I'm editing what passes for programming at Current TV right now, and although I am happy to be receiving a paycheck for my services, I must admit that it's embarrassing what the definition of content has become. Filmmaking and media making used to be considered an artform when it was all about celluloid and black and white. These were mediums that were actually extremely difficult to manipulate, let alone learn how to use them to craft an effective story. Whereas I'm all for the democratization of making art, I really feel that segments such as the ones I'm editing tonight do a detriment to my professional field. Viewers' abilities to decipher between good and bad production value will suffer in the end when the majority of "content" is made by any joe schmoe on the street with a digital camcorder and iMovie. And then places like Current buy these segments for cheap and air them.
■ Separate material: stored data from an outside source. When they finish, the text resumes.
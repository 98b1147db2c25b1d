//! UDS response classification

use crate::normalize::RawResponse;
use crate::nrc::NegativeResponseCode;
use crate::service_id;

/// Positive responses echo the request service ID offset by 0x40; 0x7F is
/// reserved for the negative-response marker, so 0x7E is the highest first
/// byte a positive response can carry.
const POSITIVE_OFFSET: u8 = 0x40;
const POSITIVE_MAX: u8 = 0x7E;

/// A classified UDS response.
///
/// Produced only by decoding; callers never construct one directly.
#[derive(Debug, Clone, PartialEq, Eq)]
pub enum UdsResponse {
    /// Positive response; `service` is the request service ID recovered
    /// from the echoed first byte.
    Positive { service: u8 },
    /// Negative response with the rejected service ID and its NRC.
    Negative {
        service: u8,
        nrc: NegativeResponseCode,
    },
    /// The bytes match no known response pattern. `raw` retains the input
    /// for diagnostics.
    Malformed { raw: Vec<u8> },
}

impl UdsResponse {
    /// Classify a canonical byte sequence.
    ///
    /// Total over any input length: never panics, always returns exactly
    /// one of the three variants. Bytes after the negative-response triple
    /// or the positive first byte are ignored (the backend may append
    /// echoed DID bytes and data).
    pub fn classify(bytes: &[u8]) -> Self {
        if bytes.len() < 2 {
            return Self::Malformed {
                raw: bytes.to_vec(),
            };
        }

        if bytes[0] == service_id::NEGATIVE_RESPONSE {
            if bytes.len() < 3 {
                return Self::Malformed {
                    raw: bytes.to_vec(),
                };
            }
            return Self::Negative {
                service: bytes[1],
                nrc: NegativeResponseCode::from(bytes[2]),
            };
        }

        if (POSITIVE_OFFSET..=POSITIVE_MAX).contains(&bytes[0]) {
            return Self::Positive {
                service: bytes[0] - POSITIVE_OFFSET,
            };
        }

        Self::Malformed {
            raw: bytes.to_vec(),
        }
    }

    /// Normalize a transport-shaped payload and classify it.
    ///
    /// A normalization failure is itself a decode failure and resolves to
    /// `Malformed`, never to a propagated error.
    pub fn decode(raw: &RawResponse) -> Self {
        match raw.normalize() {
            Ok(bytes) => Self::classify(&bytes),
            Err(_) => Self::Malformed {
                raw: raw.lossy_bytes(),
            },
        }
    }

    pub fn is_positive(&self) -> bool {
        matches!(self, Self::Positive { .. })
    }
}
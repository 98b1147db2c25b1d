//! udslink-client - diagnostic tester client
//!
//! Connects to a udslink bridge over WebSocket, sends encoded UDS requests,
//! and decodes the responses. The connection is an explicit state held by
//! [`DiagClient`] (no shared or global connection handle) and it
//! transitions only through `connect`/`disconnect`.

mod client;
mod error;

pub use client::DiagClient;
pub use error::ClientError;
//! Bridge errors

use thiserror::Error;

#[derive(Debug, Error)]
pub enum BridgeError {
    /// Fatal: the listen address could not be bound. Everything else is
    /// session-local and handled inside the session.
    #[error("Failed to bind listener on {addr}: {source}")]
    Bind {
        addr: String,
        #[source]
        source: std::io::Error,
    },

    #[error("Invalid configuration: {0}")]
    InvalidConfig(String),

    #[error("I/O error: {0}")]
    Io(#[from] std::io::Error),
}
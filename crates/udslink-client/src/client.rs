//! Diagnostic tester client

use futures_util::{SinkExt, StreamExt};
use tokio::net::TcpStream;
use tokio_tungstenite::tungstenite::Message;
use tokio_tungstenite::{connect_async, MaybeTlsStream, WebSocketStream};
use tracing::{debug, info};
use udslink_codec::{RawResponse, UdsRequest, UdsResponse};

use crate::error::ClientError;

type WsStream = WebSocketStream<MaybeTlsStream<TcpStream>>;

/// Connection lifecycle. The handle lives inside the state, so it cannot
/// be used while disconnected.
enum ConnectionState {
    Disconnected,
    Connected(Box<WsStream>),
}

/// A tester client holding at most one bridge connection.
///
/// All transitions go through [`connect`](DiagClient::connect) and
/// [`disconnect`](DiagClient::disconnect); transport errors during send or
/// receive drop the client back to the disconnected state.
pub struct DiagClient {
    state: ConnectionState,
}

impl Default for DiagClient {
    fn default() -> Self {
        Self::new()
    }
}

impl DiagClient {
    pub fn new() -> Self {
        Self {
            state: ConnectionState::Disconnected,
        }
    }

    pub fn is_connected(&self) -> bool {
        matches!(self.state, ConnectionState::Connected(_))
    }

    /// Open a WebSocket connection to the bridge (e.g. `ws://host:8080`).
    pub async fn connect(&mut self, url: &str) -> Result<(), ClientError> {
        if self.is_connected() {
            return Err(ClientError::AlreadyConnected);
        }

        let (ws, _) = connect_async(url)
            .await
            .map_err(|e| ClientError::Connect(e.to_string()))?;

        info!(%url, "Connected to bridge");
        self.state = ConnectionState::Connected(Box::new(ws));
        Ok(())
    }

    /// Close the connection if one is open. Disconnecting while already
    /// disconnected is a no-op.
    pub async fn disconnect(&mut self) {
        let state = std::mem::replace(&mut self.state, ConnectionState::Disconnected);
        if let ConnectionState::Connected(mut ws) = state {
            let _ = ws.close(None).await;
            info!("Disconnected from bridge");
        }
    }

    /// Encode and send one request as a single binary message.
    pub async fn send(&mut self, request: &UdsRequest) -> Result<(), ClientError> {
        let bytes = request.encode();
        let ws = match &mut self.state {
            ConnectionState::Connected(ws) => ws,
            ConnectionState::Disconnected => return Err(ClientError::NotConnected),
        };

        debug!(data = %hex::encode(&bytes), "Request");
        if let Err(e) = ws.send(Message::Binary(bytes)).await {
            self.state = ConnectionState::Disconnected;
            return Err(ClientError::Transport(e.to_string()));
        }
        Ok(())
    }

    /// Receive the next response message and classify it.
    ///
    /// Binary and text frames both pass through the codec's normalization
    /// boundary, so a backend replying with a hex dump decodes the same as
    /// one replying with raw bytes. Note the bridge forwards backend
    /// chunks as-is: one logical response may arrive as more than one
    /// message if the backend wrote it in parts.
    pub async fn recv(&mut self) -> Result<UdsResponse, ClientError> {
        loop {
            let ws = match &mut self.state {
                ConnectionState::Connected(ws) => ws,
                ConnectionState::Disconnected => return Err(ClientError::NotConnected),
            };

            match ws.next().await {
                Some(Ok(Message::Binary(data))) => {
                    debug!(data = %hex::encode(&data), "Response");
                    return Ok(UdsResponse::decode(&RawResponse::Binary(data)));
                }
                Some(Ok(Message::Text(text))) => {
                    debug!(data = %text, "Response (text)");
                    return Ok(UdsResponse::decode(&RawResponse::Hex(text)));
                }
                Some(Ok(Message::Ping(_) | Message::Pong(_) | Message::Frame(_))) => continue,
                Some(Ok(Message::Close(_))) | None => {
                    self.state = ConnectionState::Disconnected;
                    return Err(ClientError::Closed);
                }
                Some(Err(e)) => {
                    self.state = ConnectionState::Disconnected;
                    return Err(ClientError::Transport(e.to_string()));
                }
            }
        }
    }

    /// Send a request and wait for the next response.
    pub async fn request(&mut self, request: &UdsRequest) -> Result<UdsResponse, ClientError> {
        self.send(request).await?;
        self.recv().await
    }
}
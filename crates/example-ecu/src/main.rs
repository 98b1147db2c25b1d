//! Example ECU Simulator
//!
//! A TCP UDS diagnostic server for exercising udslink. Answers
//! ReadDataByIdentifier and WriteDataByIdentifier from a DID table that
//! can be persisted to a JSON data file.
//!
//! # Usage
//!
//! ```bash
//! ./example-ecu --port 8888 --data-file data/did_data.json
//! ```

use std::path::PathBuf;
use std::sync::Arc;

use anyhow::Result;
use clap::Parser;
use example_ecu::{DidStore, EcuServer};

#[derive(Parser, Debug)]
#[command(name = "example-ecu")]
#[command(about = "Example UDS server simulator for udslink development")]
struct Args {
    /// TCP listen port
    #[arg(short, long, default_value_t = 8888)]
    port: u16,

    /// Bind address
    #[arg(long, default_value = "0.0.0.0")]
    bind: String,

    /// DID data file (JSON); written back on every DID write.
    /// Omit for a purely in-memory table.
    #[arg(short, long)]
    data_file: Option<PathBuf>,

    /// Enable verbose output
    #[arg(short, long)]
    verbose: bool,
}

#[tokio::main]
async fn main() -> Result<()> {
    let args = Args::parse();

    let filter = if args.verbose {
        "example_ecu=debug"
    } else {
        "example_ecu=info"
    };
    tracing_subscriber::fmt()
        .with_env_filter(
            tracing_subscriber::EnvFilter::try_from_default_env()
                .unwrap_or_else(|_| filter.into()),
        )
        .init();

    let store = match &args.data_file {
        Some(path) => Arc::new(DidStore::with_file(path)?),
        None => Arc::new(DidStore::new()),
    };
    tracing::info!(dids = store.len(), "DID table ready");

    let addr = format!("{}:{}", args.bind, args.port);
    let server = EcuServer::bind(&addr, store).await?;
    server.run().await;

    Ok(())
}
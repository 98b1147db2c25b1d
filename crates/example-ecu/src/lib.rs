//! example-ecu - TCP UDS server simulator
//!
//! A minimal diagnostic server for exercising the udslink bridge and
//! client: it answers ReadDataByIdentifier (0x22) and
//! WriteDataByIdentifier (0x2E) from a DID table, and rejects everything
//! else with ServiceNotSupported. One request per received chunk, one
//! response per request, in lockstep.

pub mod did_store;
pub mod server;
pub mod uds;

pub use did_store::{DidStore, StoreError};
pub use server::EcuServer;
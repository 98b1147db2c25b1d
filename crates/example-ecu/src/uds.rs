//! UDS protocol handling for the simulator

use crate::did_store::DidStore;

/// UDS service IDs this simulator understands
pub mod service_id {
    pub const READ_DATA_BY_ID: u8 = 0x22;
    pub const WRITE_DATA_BY_ID: u8 = 0x2E;
    pub const NEGATIVE_RESPONSE: u8 = 0x7F;
}

/// UDS Negative Response Codes
pub mod nrc {
    pub const SERVICE_NOT_SUPPORTED: u8 = 0x11;
    pub const INCORRECT_MESSAGE_LENGTH: u8 = 0x13;
    pub const REQUEST_OUT_OF_RANGE: u8 = 0x31;
    pub const GENERAL_PROGRAMMING_FAILURE: u8 = 0x72;
}

/// Create a positive response for a service
pub fn positive_response(service_id: u8, data: &[u8]) -> Vec<u8> {
    let mut response = Vec::with_capacity(1 + data.len());
    response.push(service_id + 0x40); // Positive response = service + 0x40
    response.extend_from_slice(data);
    response
}

/// Create a negative response
pub fn negative_response(service_id: u8, nrc: u8) -> Vec<u8> {
    vec![service_id::NEGATIVE_RESPONSE, service_id, nrc]
}

/// Process one request frame `[service, did_hi, did_lo, data...]` against
/// the DID store and produce the response frame.
pub fn handle_request(store: &DidStore, request: &[u8]) -> Vec<u8> {
    let Some(&service) = request.first() else {
        return negative_response(0x00, nrc::INCORRECT_MESSAGE_LENGTH);
    };

    if request.len() < 3 {
        return negative_response(service, nrc::INCORRECT_MESSAGE_LENGTH);
    }

    let did = u16::from_be_bytes([request[1], request[2]]);

    match service {
        service_id::READ_DATA_BY_ID => match store.read(did) {
            Some(value) => {
                let mut data = did.to_be_bytes().to_vec();
                data.extend_from_slice(&value);
                positive_response(service, &data)
            }
            None => negative_response(service, nrc::REQUEST_OUT_OF_RANGE),
        },
        service_id::WRITE_DATA_BY_ID => {
            let value = request[3..].to_vec();
            match store.write(did, value) {
                // Echo DID and written data, like the reference server
                Ok(()) => positive_response(service, &request[1..]),
                Err(e) => {
                    tracing::error!(did = format!("{:04X}", did), error = %e, "DID write failed");
                    negative_response(service, nrc::GENERAL_PROGRAMMING_FAILURE)
                }
            }
        }
        _ => negative_response(service, nrc::SERVICE_NOT_SUPPORTED),
    }
}

#[cfg(test)]
mod tests {
    use super::*;

    #[test]
    fn test_read_known_did() {
        let store = DidStore::new();
        let response = handle_request(&store, &[0x22, 0x12, 0x34]);
        assert_eq!(response, vec![0x62, 0x12, 0x34, 0x01, 0x02, 0x03, 0x04]);
    }

    #[test]
    fn test_read_unknown_did() {
        let store = DidStore::new();
        let response = handle_request(&store, &[0x22, 0xBE, 0xEF]);
        assert_eq!(response, vec![0x7F, 0x22, nrc::REQUEST_OUT_OF_RANGE]);
    }

    #[test]
    fn test_write_echoes_did_and_data() {
        let store = DidStore::new();
        let response = handle_request(&store, &[0x2E, 0x01, 0x05, 0x0A, 0x0B]);
        assert_eq!(response, vec![0x6E, 0x01, 0x05, 0x0A, 0x0B]);
        assert_eq!(store.read(0x0105), Some(vec![0x0A, 0x0B]));
    }

    #[test]
    fn test_unsupported_service() {
        let store = DidStore::new();
        let response = handle_request(&store, &[0x10, 0x00, 0x01]);
        assert_eq!(response, vec![0x7F, 0x10, nrc::SERVICE_NOT_SUPPORTED]);
    }

    #[test]
    fn test_short_request() {
        let store = DidStore::new();
        let response = handle_request(&store, &[0x22, 0x12]);
        assert_eq!(response, vec![0x7F, 0x22, nrc::INCORRECT_MESSAGE_LENGTH]);
    }

    #[test]
    fn test_empty_request() {
        let store = DidStore::new();
        let response = handle_request(&store, &[]);
        assert_eq!(response, vec![0x7F, 0x00, nrc::INCORRECT_MESSAGE_LENGTH]);
    }
}
//! End-to-end bridge tests
//!
//! Each test spins up a real UDS simulator (or a raw echo backend) and a
//! real bridge on ephemeral ports, then drives them through the tester
//! client or a raw WebSocket.

use std::net::SocketAddr;
use std::sync::Arc;
use std::time::Duration;

use example_ecu::{DidStore, EcuServer};
use futures_util::{SinkExt, StreamExt};
use tokio::io::{AsyncReadExt, AsyncWriteExt};
use tokio::net::TcpListener;
use tokio::time::{sleep, timeout};
use tokio_tungstenite::connect_async;
use tokio_tungstenite::tungstenite::Message;
use udslink_bridge::{Bridge, BridgeConfig, SessionRegistry};
use udslink_client::{ClientError, DiagClient};
use udslink_codec::{NegativeResponseCode, UdsRequest, UdsResponse};

const TEST_TIMEOUT: Duration = Duration::from_secs(5);

// =============================================================================
// Harness
// =============================================================================

async fn start_ecu() -> SocketAddr {
    let store = Arc::new(DidStore::new());
    let server = EcuServer::bind("127.0.0.1:0", store).await.unwrap();
    let addr = server.local_addr().unwrap();
    tokio::spawn(server.run());
    addr
}

/// Backend that echoes every received chunk back verbatim.
async fn start_echo_backend() -> SocketAddr {
    let listener = TcpListener::bind("127.0.0.1:0").await.unwrap();
    let addr = listener.local_addr().unwrap();
    tokio::spawn(async move {
        loop {
            let Ok((mut stream, _)) = listener.accept().await else {
                break;
            };
            tokio::spawn(async move {
                let mut buf = [0u8; 2048];
                loop {
                    match stream.read(&mut buf).await {
                        Ok(0) | Err(_) => break,
                        Ok(n) => {
                            if stream.write_all(&buf[..n]).await.is_err() {
                                break;
                            }
                        }
                    }
                }
            });
        }
    });
    addr
}

/// Backend that accepts and immediately closes every connection.
async fn start_slamming_backend() -> SocketAddr {
    let listener = TcpListener::bind("127.0.0.1:0").await.unwrap();
    let addr = listener.local_addr().unwrap();
    tokio::spawn(async move {
        loop {
            let Ok((stream, _)) = listener.accept().await else {
                break;
            };
            drop(stream);
        }
    });
    addr
}

async fn start_bridge(backend: SocketAddr) -> (SocketAddr, SessionRegistry) {
    start_bridge_to(&backend.to_string()).await
}

async fn start_bridge_to(backend_addr: &str) -> (SocketAddr, SessionRegistry) {
    let config = BridgeConfig {
        listen_addr: "127.0.0.1:0".to_string(),
        backend_addr: backend_addr.to_string(),
    };
    let bridge = Bridge::bind(&config).await.unwrap();
    let addr = bridge.local_addr().unwrap();
    let registry = bridge.registry();
    tokio::spawn(bridge.run());
    (addr, registry)
}

async fn wait_until(mut condition: impl FnMut() -> bool, what: &str) {
    let deadline = tokio::time::Instant::now() + TEST_TIMEOUT;
    while !condition() {
        assert!(
            tokio::time::Instant::now() < deadline,
            "Timed out waiting for: {what}"
        );
        sleep(Duration::from_millis(10)).await;
    }
}

// =============================================================================
// Relay round trips
// =============================================================================

#[tokio::test]
async fn test_read_did_round_trip() {
    let ecu = start_ecu().await;
    let (bridge, _) = start_bridge(ecu).await;

    let mut client = DiagClient::new();
    client.connect(&format!("ws://{bridge}")).await.unwrap();

    let response = timeout(
        TEST_TIMEOUT,
        client.request(&UdsRequest::read_data_by_id(0x1234)),
    )
    .await
    .unwrap()
    .unwrap();

    assert_eq!(response, UdsResponse::Positive { service: 0x22 });
    client.disconnect().await;
}

#[tokio::test]
async fn test_write_then_read_back() {
    let ecu = start_ecu().await;
    let (bridge, _) = start_bridge(ecu).await;

    let mut client = DiagClient::new();
    client.connect(&format!("ws://{bridge}")).await.unwrap();

    let write = UdsRequest::write_data_by_id(0x0105, vec![0x01, 0x02]);
    let response = timeout(TEST_TIMEOUT, client.request(&write))
        .await
        .unwrap()
        .unwrap();
    assert_eq!(response, UdsResponse::Positive { service: 0x2E });

    // Raw frame check: the read response must carry the bytes just written.
    let (mut ws, _) = connect_async(format!("ws://{bridge}")).await.unwrap();
    ws.send(Message::Binary(vec![0x22, 0x01, 0x05]))
        .await
        .unwrap();
    let frame = timeout(TEST_TIMEOUT, ws.next()).await.unwrap();
    match frame {
        Some(Ok(Message::Binary(data))) => {
            assert_eq!(data, vec![0x62, 0x01, 0x05, 0x01, 0x02]);
        }
        other => panic!("Expected binary response frame, got {other:?}"),
    }
    ws.close(None).await.unwrap();
}

#[tokio::test]
async fn test_negative_response_for_unsupported_service() {
    let ecu = start_ecu().await;
    let (bridge, _) = start_bridge(ecu).await;

    let mut client = DiagClient::new();
    client.connect(&format!("ws://{bridge}")).await.unwrap();

    let request = UdsRequest::new(0x10, 0x0001, Vec::new());
    let response = timeout(TEST_TIMEOUT, client.request(&request))
        .await
        .unwrap()
        .unwrap();

    assert_eq!(
        response,
        UdsResponse::Negative {
            service: 0x10,
            nrc: NegativeResponseCode::ServiceNotSupported,
        }
    );
}

#[tokio::test]
async fn test_relay_transparency_with_echo_backend() {
    let echo = start_echo_backend().await;
    let (bridge, _) = start_bridge(echo).await;

    let (mut ws, _) = connect_async(format!("ws://{bridge}")).await.unwrap();

    // Not a valid UDS frame on purpose: the bridge must not care.
    let payload: Vec<u8> = (0u16..512).map(|i| (i % 251) as u8).collect();
    ws.send(Message::Binary(payload.clone())).await.unwrap();

    // The echo may come back split across several messages; order and
    // content must survive regardless.
    let mut received = Vec::new();
    while received.len() < payload.len() {
        let frame = timeout(TEST_TIMEOUT, ws.next())
            .await
            .expect("echo did not arrive in time");
        match frame {
            Some(Ok(Message::Binary(data))) => received.extend_from_slice(&data),
            other => panic!("Expected binary frame, got {other:?}"),
        }
    }
    assert_eq!(received, payload);

    ws.close(None).await.unwrap();
}

#[tokio::test]
async fn test_messages_keep_order() {
    let echo = start_echo_backend().await;
    let (bridge, _) = start_bridge(echo).await;

    let (mut ws, _) = connect_async(format!("ws://{bridge}")).await.unwrap();

    let chunks: Vec<Vec<u8>> = (0u8..10).map(|i| vec![i; 16]).collect();
    for chunk in &chunks {
        ws.send(Message::Binary(chunk.clone())).await.unwrap();
    }

    let expected: Vec<u8> = chunks.concat();
    let mut received = Vec::new();
    while received.len() < expected.len() {
        match timeout(TEST_TIMEOUT, ws.next()).await.unwrap() {
            Some(Ok(Message::Binary(data))) => received.extend_from_slice(&data),
            other => panic!("Expected binary frame, got {other:?}"),
        }
    }
    assert_eq!(received, expected);
}

// =============================================================================
// Session lifecycle
// =============================================================================

#[tokio::test]
async fn test_session_registered_and_removed() {
    let ecu = start_ecu().await;
    let (bridge, registry) = start_bridge(ecu).await;

    let mut client = DiagClient::new();
    client.connect(&format!("ws://{bridge}")).await.unwrap();
    // Exercise the session so both sides are known-good before closing.
    let _ = timeout(
        TEST_TIMEOUT,
        client.request(&UdsRequest::read_data_by_id(0x0001)),
    )
    .await
    .unwrap()
    .unwrap();

    {
        let registry = registry.clone();
        wait_until(move || registry.len() == 1, "session registration").await;
    }

    client.disconnect().await;

    {
        let registry = registry.clone();
        wait_until(move || registry.is_empty(), "session teardown").await;
    }
}

#[tokio::test]
async fn test_session_isolation_on_client_close() {
    let ecu = start_ecu().await;
    let (bridge, registry) = start_bridge(ecu).await;
    let url = format!("ws://{bridge}");

    let mut client_a = DiagClient::new();
    let mut client_b = DiagClient::new();
    client_a.connect(&url).await.unwrap();
    client_b.connect(&url).await.unwrap();

    // Both sessions live
    let request = UdsRequest::read_data_by_id(0x1234);
    assert!(timeout(TEST_TIMEOUT, client_a.request(&request))
        .await
        .unwrap()
        .unwrap()
        .is_positive());
    assert!(timeout(TEST_TIMEOUT, client_b.request(&request))
        .await
        .unwrap()
        .unwrap()
        .is_positive());

    // Tearing down A must leave B fully functional
    client_a.disconnect().await;
    {
        let registry = registry.clone();
        wait_until(move || registry.len() == 1, "session A teardown").await;
    }

    let response = timeout(TEST_TIMEOUT, client_b.request(&request))
        .await
        .unwrap()
        .unwrap();
    assert_eq!(response, UdsResponse::Positive { service: 0x22 });
}

#[tokio::test]
async fn test_backend_close_closes_client() {
    let slamming = start_slamming_backend().await;
    let (bridge, registry) = start_bridge(slamming).await;

    let (mut ws, _) = connect_async(format!("ws://{bridge}")).await.unwrap();

    // The backend drops its end right away; the bridge must propagate the
    // close instead of leaving the WebSocket hanging.
    let frame = timeout(TEST_TIMEOUT, ws.next())
        .await
        .expect("close was not propagated");
    assert!(matches!(frame, Some(Ok(Message::Close(_))) | None));

    let registry = registry.clone();
    wait_until(move || registry.is_empty(), "session teardown").await;
}

#[tokio::test]
async fn test_failed_backend_connect_is_session_local() {
    // Reserve a port, then free it so the first session's connect fails.
    let placeholder = TcpListener::bind("127.0.0.1:0").await.unwrap();
    let backend_addr = placeholder.local_addr().unwrap();
    drop(placeholder);

    let (bridge, registry) = start_bridge(backend_addr).await;
    let url = format!("ws://{bridge}");

    // Session A: handshake succeeds, then the bridge closes the socket
    // because the backend is unreachable. No session is registered.
    let (mut ws_a, _) = connect_async(&url).await.unwrap();
    let frame = timeout(TEST_TIMEOUT, ws_a.next())
        .await
        .expect("failed session was not closed");
    assert!(matches!(frame, Some(Ok(Message::Close(_))) | None));
    assert!(registry.is_empty());

    // Bring the backend up on the same address; session B must relay fine.
    let store = Arc::new(DidStore::new());
    let server = EcuServer::bind(&backend_addr.to_string(), store)
        .await
        .unwrap();
    tokio::spawn(server.run());

    let mut client_b = DiagClient::new();
    client_b.connect(&url).await.unwrap();
    let response = timeout(
        TEST_TIMEOUT,
        client_b.request(&UdsRequest::read_data_by_id(0x0002)),
    )
    .await
    .unwrap()
    .unwrap();
    assert_eq!(response, UdsResponse::Positive { service: 0x22 });
}

#[tokio::test]
async fn test_client_sees_closed_error_after_backend_goes_away() {
    let slamming = start_slamming_backend().await;
    let (bridge, _) = start_bridge(slamming).await;

    let mut client = DiagClient::new();
    client.connect(&format!("ws://{bridge}")).await.unwrap();

    let result = timeout(TEST_TIMEOUT, client.recv()).await.unwrap();
    assert!(matches!(result, Err(ClientError::Closed)));
    assert!(!client.is_connected());
}
//! Response payload normalization
//!
//! The transport layer can hand a response back in several shapes: a
//! contiguous binary buffer, a sequence of integers, or a textual hex dump
//! with whitespace between byte pairs. Everything is converted to one
//! canonical byte sequence here, before classification runs, so the
//! decoder only ever sees bytes.

use thiserror::Error;

#[derive(Debug, Error, Clone, PartialEq, Eq)]
pub enum NormalizeError {
    #[error("Hex dump has an odd number of digits ({0})")]
    OddHexLength(usize),

    #[error("Invalid hex dump: {0}")]
    InvalidHex(String),

    #[error("Value out of byte range at index {index}: {value}")]
    ValueOutOfRange { index: usize, value: i64 },
}

/// A response payload as delivered by the transport, before normalization.
#[derive(Debug, Clone, PartialEq, Eq)]
pub enum RawResponse {
    /// Contiguous binary buffer (already canonical)
    Binary(Vec<u8>),
    /// Sequence of integer byte values, each expected in 0..=255
    Values(Vec<i64>),
    /// Hex dump, optionally whitespace-separated (e.g. "62 F1 90")
    Hex(String),
}

impl RawResponse {
    /// Convert to the canonical byte sequence.
    ///
    /// Never fails silently: an odd number of hex digits, a non-hex
    /// character, or an integer outside 0..=255 is reported as an error
    /// (which the decoder surfaces as a malformed response).
    pub fn normalize(&self) -> Result<Vec<u8>, NormalizeError> {
        match self {
            Self::Binary(bytes) => Ok(bytes.clone()),
            Self::Values(values) => values
                .iter()
                .enumerate()
                .map(|(index, &value)| {
                    u8::try_from(value)
                        .map_err(|_| NormalizeError::ValueOutOfRange { index, value })
                })
                .collect(),
            Self::Hex(text) => {
                let compact: String = text
                    .chars()
                    .filter(|c| !c.is_ascii_whitespace())
                    .collect();
                if compact.len() % 2 != 0 {
                    return Err(NormalizeError::OddHexLength(compact.len()));
                }
                hex::decode(&compact).map_err(|e| NormalizeError::InvalidHex(e.to_string()))
            }
        }
    }

    /// Best-effort byte rendering for malformed-response diagnostics when
    /// normalization itself failed: binary buffers are kept verbatim, hex
    /// text keeps its text bytes, integer sequences keep the in-range
    /// prefix.
    pub(crate) fn lossy_bytes(&self) -> Vec<u8> {
        match self {
            Self::Binary(bytes) => bytes.clone(),
            Self::Values(values) => values
                .iter()
                .map_while(|&v| u8::try_from(v).ok())
                .collect(),
            Self::Hex(text) => text.as_bytes().to_vec(),
        }
    }
}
So before I came to work today, I squeezed in a matinee. Inspired by the Radiohead cover of Ceremony, I went to the Clay Theater to see Control, the biopic about Ian Curtis of Joy Division. This film is a refreshing reminder that filmmaking is an art, and literally made me want to destroy my digital camera and any notion of creating media for small screens and on the cheap and devote my life to filming the old fashioned way. It was an interesting choice to film Control in black and white. I believe the result was effective, shades of black and white symbolizing the way Ian Curtis may have seen the world--love and hate, life and death. If it was filmed in color, this movie might have become another "24 Hour Party People" or an "Almost Famous;" instead we are given a beautiful and memorable portrait of a bygone era and the life of a bygone artist.

Excellent performances as well. Very well made and artistic film.

2 comments:

Anonymous said...

Hey! I liked '24 Hour Party People'!

Kristin Tieche said...

I liked it too, but not as much as Control. I didn't LOVE it. It was kind of light and campy. Not artistic.